I know full well know your position... done it. In my opinion you need to set the fella straight. If nothing is said your friendship will become strained. If a true friend he will understand. If not...unfortunately he isn't the friend he once was! Crappy situation, I feel your pain and wish you all the best....again been their done that.

Good way to put it...I agree.

Mojotex 08-13-2010 01:44 PM

My opinion is that if you do not own the land, the "spot" belongs to anyopne that has permission to hunt the property.

SuperRedHawk 08-13-2010 01:46 PM


Originally Posted by WNYhunter (Post 3661086)
Thats what I am getting at I guess. After this long is it still the same as day 1 when I invited him there?


I believe it is. Him approaching the landowner is not cool IMO.
He was right to ask you, not the landowner, about bringing someone else. But, I think you have every right to say NO.

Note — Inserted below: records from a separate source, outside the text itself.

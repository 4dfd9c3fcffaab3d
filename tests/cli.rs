//! Integration tests for CLI commands

#![allow(deprecated)]

use assert_cmd::{assert::OutputAssertExt, cargo::CommandCargoExt};
use axum::{routing::post, Json, Router};
use predicates::prelude::*;
use serde_json::json;
use std::process::Command;
use tempfile::TempDir;

/// Command isolated in `home`, with colors off
fn topiccut(home: &TempDir) -> Command {
    let mut cmd = Command::cargo_bin("topiccut").unwrap();
    cmd.env("TOPICCUT_HOME", home.path())
        .env_remove("TOPICCUT_API_URL")
        .env_remove("RUST_LOG")
        .env("NO_COLOR", "1")
        .env("CLICOLOR", "0");
    cmd
}

#[test]
fn test_help_lists_commands() {
    let home = TempDir::new().unwrap();
    topiccut(&home)
        .arg("--help")
        .assert()
        .success()
        .stdout(predicate::str::contains("summarize"))
        .stdout(predicate::str::contains("theme"))
        .stdout(predicate::str::contains("login"));
}

#[test]
fn test_theme_toggle_round_trip() {
    let home = TempDir::new().unwrap();

    topiccut(&home)
        .arg("theme")
        .assert()
        .success()
        .stdout(predicate::str::contains("Display mode: dark"));

    topiccut(&home)
        .args(["theme", "toggle"])
        .assert()
        .success()
        .stdout(predicate::str::contains("Display mode: light"));

    let stored =
        std::fs::read_to_string(home.path().join("data").join("local_storage.json")).unwrap();
    let stored: serde_json::Value = serde_json::from_str(&stored).unwrap();
    assert_eq!(stored["darkMode"], "false");

    topiccut(&home)
        .args(["theme", "toggle"])
        .assert()
        .success()
        .stdout(predicate::str::contains("Display mode: dark"));
}

#[test]
fn test_status_without_session_asks_for_login() {
    let home = TempDir::new().unwrap();
    topiccut(&home)
        .arg("status")
        .assert()
        .success()
        .stdout(predicate::str::contains("Not signed in"));
}

#[test]
fn test_status_in_dev_mode() {
    let home = TempDir::new().unwrap();
    topiccut(&home)
        .args(["--dev", "status"])
        .assert()
        .success()
        .stdout(predicate::str::contains("development mode"));
}

#[test]
fn test_summarize_requires_sign_in() {
    let home = TempDir::new().unwrap();
    topiccut(&home)
        .args(["summarize", "--text", "hello"])
        .assert()
        .failure()
        .stdout(predicate::str::contains("Not signed in"))
        .stderr(predicate::str::contains("Sign in before summarizing"));
}

#[test]
fn test_summarize_without_input_fails_fast() {
    let home = TempDir::new().unwrap();
    topiccut(&home)
        .env("TOPICCUT_API_URL", "http://127.0.0.1:1")
        .args(["--dev", "summarize"])
        .assert()
        .failure()
        .stderr(predicate::str::contains("Enter some text or upload a file."));
}

#[test]
fn test_summarize_rejects_unsupported_file() {
    let home = TempDir::new().unwrap();
    let file = home.path().join("report.docx");
    std::fs::write(&file, "binary").unwrap();

    topiccut(&home)
        .args(["--dev", "summarize", "--file"])
        .arg(&file)
        .assert()
        .failure()
        .stderr(predicate::str::contains("Unsupported file type: report.docx"));
}

#[test]
fn test_summarize_rejects_unknown_style() {
    let home = TempDir::new().unwrap();
    topiccut(&home)
        .args(["--dev", "summarize", "--text", "hi", "--style", "poem"])
        .assert()
        .failure();
}

#[test]
fn test_summarize_json_cannot_copy() {
    let home = TempDir::new().unwrap();
    topiccut(&home)
        .args(["--dev", "summarize", "--text", "hi", "--json", "--copy", "title"])
        .assert()
        .failure()
        .stderr(predicate::str::contains("cannot be used with"));
}

#[tokio::test(flavor = "multi_thread")]
async fn test_summarize_news_json_end_to_end() {
    let app = Router::new().route(
        "/summarize",
        post(|Json(body): Json<serde_json::Value>| async move {
            assert_eq!(body["content_type"], "news");
            Json(json!({
                "title": "Town hall",
                "keywords": ["budget"],
                "core_summary": {"main_question": "hidden in news"},
                "structured_summary": {
                    "introduction": "Residents met.",
                    "key_topics": [
                        {"title": "Roads", "content": "Repairs start soon.", "sub_points": ["Main St", "Oak Ave"]}
                    ]
                }
            }))
        }),
    );
    let listener = tokio::net::TcpListener::bind("127.0.0.1:0").await.unwrap();
    let addr = listener.local_addr().unwrap();
    tokio::spawn(async move {
        axum::serve(listener, app).await.unwrap();
    });

    let home = TempDir::new().unwrap();
    let mut cmd = topiccut(&home);
    cmd.env("TOPICCUT_API_URL", format!("http://{}", addr)).args([
        "--dev",
        "summarize",
        "--text",
        "minutes of the town hall",
        "--style",
        "news",
        "--json",
    ]);

    let output = tokio::task::spawn_blocking(move || cmd.output().unwrap())
        .await
        .unwrap();
    output
        .clone()
        .assert()
        .success()
        .stdout(predicate::str::contains("Town hall"));

    let printed: serde_json::Value = serde_json::from_slice(&output.stdout).unwrap();
    assert_eq!(printed["style"], "news");
    let keys: Vec<&str> = printed["blocks"]
        .as_array()
        .unwrap()
        .iter()
        .map(|b| b["key"].as_str().unwrap())
        .collect();
    assert_eq!(keys, vec!["title", "keywords", "news_article"]);
    assert_eq!(
        printed["blocks"][2]["text"],
        "Residents met.\n\nRepairs start soon. Main St, Oak Ave are the main points."
    );
}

Valentine 08-14-2010 05:42 AM

things you don't share
 
Wives, girlfriends and tree stand locations.

A11en 08-15-2010 06:03 AM

The only individuals I share my stand locations with are my 14 and 11 year old sons.

johnst43 08-18-2010 09:07 AM


Originally Posted by skeeter 7MM (Post 3662357)
It's my belief if your invited to anothers spot, camp or lands you should always be considered a guest. Which means no ownership(even if the land or lease isn't in your name). The opportunity to hunt someone else spot is a priv. not a right and should always be treated that way. This goes for long standing permissions you may have with the legal landowner.

I know full well know your position... done it. In my opinion you need to set the fella straight. If nothing is said your friendship will become strained. If a true friend he will understand. If not...unfortunately he isn't the friend he once was! Crappy situation, I feel your pain and wish you all the best....again been their done that.

Bingo!!!!!!!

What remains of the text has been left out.